Wednesday, August 5, 2009

Research and Relationships

On Sunday, my day off, I started and finished the book "Gang Leader for a Day" by Sudhir Venkatesh. It's a pretty amazing book--if you haven't read it, you should. It's about a naive UChicago sociology grad school student who goes into a low-income housing project area called Robert Taylor to get subjects to answer a multiple choice survey that his professors have assigned him. He ends up being held hostage at gunpoint by a gang leader and then becoming friends with him. He gets much more out of the relationships he builds while talking to tenants and gang members living in these project areas than he would have gotten by simply having them answer survey questions. He ends up receiving a Harvard Fellowship and is now a professor at Columbia. An englightening, true story, it's a great book to read, especially for someone foraying into the world of development research for the first time.

Here are a couple quotes/excerpts that especially stuck with me, as feelings that I'm experiencing to some degree:

"No one back at the U of C had prepared me to feel such strong emtional connections to the people I studied. None of the ethnographic studies I'd read offered much guidance about the relationships a researcher formed during fieldwork and how to manage them. The books talked about the right way to ask a question or address a respondent during an interview, but little about managing relationships with the people you hung out with" (43-44).

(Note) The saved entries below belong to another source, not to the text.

// SPDX-License-Identifier: MIT
// SPDX-FileCopyrightText: 2025-2026 natyamatsya contributors
//
// Test doubles shared by the integration tests.

#![allow(dead_code)]

use std::collections::HashSet;
use std::sync::atomic::{AtomicUsize, Ordering};
use std::sync::Arc;
use std::thread;
use std::time::{Duration, Instant};

use parking_lot::Mutex;

use mts_relay::{
    current_pid, remove_namespace, FrequencyTable, LivenessOracle, MasterBusy, Pid, RelayConfig,
    SlotIndex, TuningInterface,
};
use mts_relay::names::SharedNames;

static COUNTER: AtomicUsize = AtomicUsize::new(0);

/// A namespace no other test (or earlier run) uses.
pub fn unique_namespace(prefix: &str) -> String {
    let n = COUNTER.fetch_add(1, Ordering::Relaxed);
    let ns = format!("{prefix}_{n}_{}", current_pid());
    remove_namespace(&SharedNames::new(&ns));
    ns
}

/// Fast timings so elections and failures show up within a test's patience.
pub fn test_config(namespace: &str, pid: Pid) -> RelayConfig {
    RelayConfig::new(namespace)
        .with_pid(pid)
        .with_init_timeout(Duration::from_secs(2))
        .with_lock_timeout(Duration::from_millis(200))
        .with_heartbeat_interval(Duration::from_millis(10))
        .with_relay_poll_interval(Duration::from_millis(1))
}

/// Every positive pid is alive until the test kills it.
#[derive(Default)]
pub struct FakeLiveness {
    dead: Mutex<HashSet<Pid>>,
}

impl FakeLiveness {
    pub fn new() -> Arc<Self> {
        Arc::new(Self::default())
    }

    pub fn kill(&self, pid: Pid) {
        self.dead.lock().insert(pid);
    }
}

impl LivenessOracle for FakeLiveness {
    fn is_alive(&self, pid: Pid) -> bool {
        pid > 0 && !self.dead.lock().contains(&pid)
    }
}

#[derive(Debug, Clone, PartialEq)]
pub enum TuningCall {
    Register,
    Deregister,
    RelayEnabled(SlotIndex, bool),
    Table(SlotIndex, FrequencyTable),
}

/// Records every call; can be made to refuse registration.
#[derive(Default)]
pub struct RecordingTuning {
    busy: Mutex<bool>,
    master: Mutex<bool>,
    calls: Mutex<Vec<TuningCall>>,
}

impl RecordingTuning {
    pub fn new() -> Arc<Self> {
        Arc::new(Self::default())
    }

    /// Refuses every registration, as if another driver held the interface.
    pub fn busy() -> Arc<Self> {
        let tuning = Self::default();
        *tuning.busy.lock() = true;
        Arc::new(tuning)
    }

    pub fn set_busy(&self, busy: bool) {
        *self.busy.lock() = busy;
    }

    pub fn is_master(&self) -> bool {
        *self.master.lock()
    }

    pub fn calls(&self) -> Vec<TuningCall> {
        self.calls.lock().clone()
    }

    pub fn tables_for(&self, channel: SlotIndex) -> Vec<FrequencyTable> {
        self.calls
            .lock()
            .iter()
            .filter_map(|c| match c {
                TuningCall::Table(ch, t) if *ch == channel => Some(*t),
                _ => None,
            })
            .collect()
    }

    pub fn relay_state(&self, channel: SlotIndex) -> Option<bool> {
        self.calls.lock().iter().rev().find_map(|c| match c {
            TuningCall::RelayEnabled(ch, enabled) if *ch == channel => Some(*enabled),
            _ => None,
        })
    }
}

impl TuningInterface for RecordingTuning {
    fn register_as_master(&self) -> Result<(), MasterBusy> {
        if *self.busy.lock() {
            return Err(MasterBusy);
        }
        *self.master.lock() = true;
        self.calls.lock().push(TuningCall::Register);
        Ok(())
    }

    fn deregister_master(&self) {
        *self.master.lock() = false;
        self.calls.lock().push(TuningCall::Deregister);
    }

    fn set_channel_relay_enabled(&self, channel: SlotIndex, enabled: bool) {
        self.calls.lock().push(TuningCall::RelayEnabled(channel, enabled));
    }

    fn set_channel_tuning_table(&self, channel: SlotIndex, freqs: &FrequencyTable) {
        self.calls.lock().push(TuningCall::Table(channel, *freqs));
    }
}

/// Poll `cond` until it holds or `timeout` passes.
pub fn wait_until(timeout: Duration, mut cond: impl FnMut() -> bool) -> bool {
    let deadline = Instant::now() + timeout;
    while Instant::now() < deadline {
        if cond() {
            return true;
        }
        thread::sleep(Duration::from_millis(2));
    }
    cond()
}

/// A recognisable non-12-TET table.
pub fn detuned_table(cents_up: f64) -> FrequencyTable {
    let ratio = 2f64.powf(cents_up / 1200.0);
    let base = mts_relay::equal_temperament();
    std::array::from_fn(|n| base[n] * ratio)
}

"People who knew nothing about me nevertheless took me inside their wrld, talked to me with such openness, and offered me the food that they had probably budgeted for their own children" (43).
This last quote is just as true as it is surprising, even in India. If a person has invited me into their home, whether it be a bungalow, a flat, or a tent made out of tarp, he or she always offers me food and tea. Ajaybhai, who is one of the staff members at Manav Sadhna who lives in a nearby slum area, invited me to his home, where I met his mother and sister. I sat with them for about an hour, and looked through an entire album of his 22 year old sister's wedding, which happened a couple months ago. The openness with which him, his family, and everyone that I've met at Manav Sadhna share their lives with me is astounding. I don't think that many people experience the kind of genuineness that I've experienced in the past couple summers.

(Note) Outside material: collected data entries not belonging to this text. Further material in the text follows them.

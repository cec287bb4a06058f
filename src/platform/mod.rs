// SPDX-License-Identifier: MIT
// SPDX-FileCopyrightText: 2025-2026 natyamatsya contributors

#[cfg(unix)]
pub mod posix;

#[cfg(not(unix))]
compile_error!("mts-relay requires POSIX shared memory and process-shared pthread mutexes");

#[cfg(unix)]
pub use posix::{current_pid, pid_alive, PlatformMutex, PlatformShm, ShmMode};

Of course, not every research subject is open or willing to answer questions--yesterday, I went into a slum area that government and NGO implementers do not frequent very often, and slumdwellers don't get or aren't aware of many services that other slumdwellers living closer to an NGO get and are aware of. As a result, many of those slumdwellers were not very keen on answering any of the questions that I had. When I asked them about who they go to for help with certain needs and services, they started talking in raised voices, crowding around me while I tried to interview one of them, and kept pushing my arm to make a point--"people like you come around here all the time, to study poor people like us, asking us questions, and writing our names down. But no one actually helps us. Some people come and take money from us so that we can fill out forms. What are YOU doing? Are YOU actually going to help us? No, you'll just 'study' us, write your report for college, write our names, and never come back." It's useless to try to explain to them that their responses could help form policies that could then help other people in the future. And of course it's useless--why would people who live day to day, not knowing if they will have food to eat the next day, want to spend their time answering questions that probably will not even directly help them?

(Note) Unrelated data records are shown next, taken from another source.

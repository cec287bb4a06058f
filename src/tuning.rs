// SPDX-License-Identifier: MIT
// SPDX-FileCopyrightText: 2025-2026 natyamatsya contributors
//
// The device-wide tuning interface driven by the elected leader.

use crate::error::MasterBusy;
use crate::layout::{FrequencyTable, SlotIndex};

/// Narrow view of the external tuning driver.
///
/// Only one process may be registered as master at a time. Registration is
/// idempotent for the current master. Every call after a successful
/// `register_as_master` comes from the leader's relay thread or from its
/// teardown.
pub trait TuningInterface: Send + Sync {
    fn register_as_master(&self) -> Result<(), MasterBusy>;

    fn deregister_master(&self);

    /// Start or stop applying this channel's table to incoming notes.
    fn set_channel_relay_enabled(&self, channel: SlotIndex, enabled: bool);

    fn set_channel_tuning_table(&self, channel: SlotIndex, freqs: &FrequencyTable);
}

Sudhir Venkatesh wrote: "I, meanwhile, grew evasive and withdrawn--in large part out of guilt. Within just a few months at Harvard, I began making a name for myself in academia by talking about the inner workings of street gangs. While I hoped to contribute to the national discussion on poverty, I was not so foolish as to believe that my research would specifically benefit J.T. or the tenant families from whom I'd learned so much" (277).

By volunteering with Manav Sadhna, the NGO with whom I'm working closely and who is helping me get subjects to interview in the slums, I feel like I'm at least giving a little bit back to the community. I teach English to a staff member and to some 20 7th-9th grade slum children. Sudhir Venkatesh says in his book that he started a writing program for women living in Robert Taylor to try to cope with the guilt of not being able to directly help the tenants.

In the end, I don't really know how to solve the dilemma of knowing that the subjects that I am interviewing will never actually directly reap any benefits that may come from the results of my research. But maybe, just maybe, the next generation of people living in this slum area will have access to better services because government departments and NGOs working in them will be able to create more effective development project models.